Each line of the data should be duplicated precisely.

__________________________________________________

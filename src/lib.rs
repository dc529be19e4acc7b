//! # mest - MES shift time-accounting
//!
//! Records maintenance and downtime entries per process and shift on a
//! manufacturing floor and rolls them up into shift utilization.
//!
//! ## Features
//!
//! - **Time Entry**: `HH:MM` ranges with midnight wrap, or direct minutes
//! - **Addenda**: Follow-up entries grouped under their primary maintenance job
//! - **Shift Partitioning**: Shifts A, B and C keep fully separate data
//! - **Utilization**: Maintenance, downtime and remaining share of the 480-minute shift
//! - **Equipment Notes**: Memo, material and status per equipment and shift
//! - **Server Mirror**: Status changes queued in an outbox and pushed by `sync`
//! - **Data Export**: CSV, JSON and Excel
//!
//! ## Usage
//!
//! ```rust,no_run
//! use mest::commands::Cli;
//!
//! #[tokio::main]
//! async fn main() -> anyhow::Result<()> {
//!     Cli::menu().await
//! }
//! ```

pub mod api;
pub mod commands;
pub mod db;
pub mod libs;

__________________________________________________

**Output below**
filename src/lib.rs
repository dc529be19e4acc7b
//! # mest - MES shift time-accounting
//!
//! Records maintenance and downtime entries per process and shift on a
//! manufacturing floor and rolls them up into shift utilization.
//!
//! ## Features
//!
//! - **Time Entry**: `HH:MM` ranges with midnight wrap, or direct minutes
//! - **Addenda**: Follow-up entries grouped under their primary maintenance job
//! - **Shift Partitioning**: Shifts A, B and C keep fully separate data
//! - **Utilization**: Maintenance, downtime and remaining share of the 480-minute shift
//! - **Equipment Notes**: Memo, material and status per equipment and shift
//! - **Server Mirror**: Status changes queued in an outbox and pushed by `sync`
//! - **Data Export**: CSV, JSON and Excel
//!
//! ## Usage
//!
//! ```rust,no_run
//! use mest::commands::Cli;
//!
//! #[tokio::main]
//! async fn main() -> anyhow::Result<()> {
//!     Cli::menu().await
//! }
//! ```

pub mod api;
pub mod commands;
pub mod db;
pub mod libs;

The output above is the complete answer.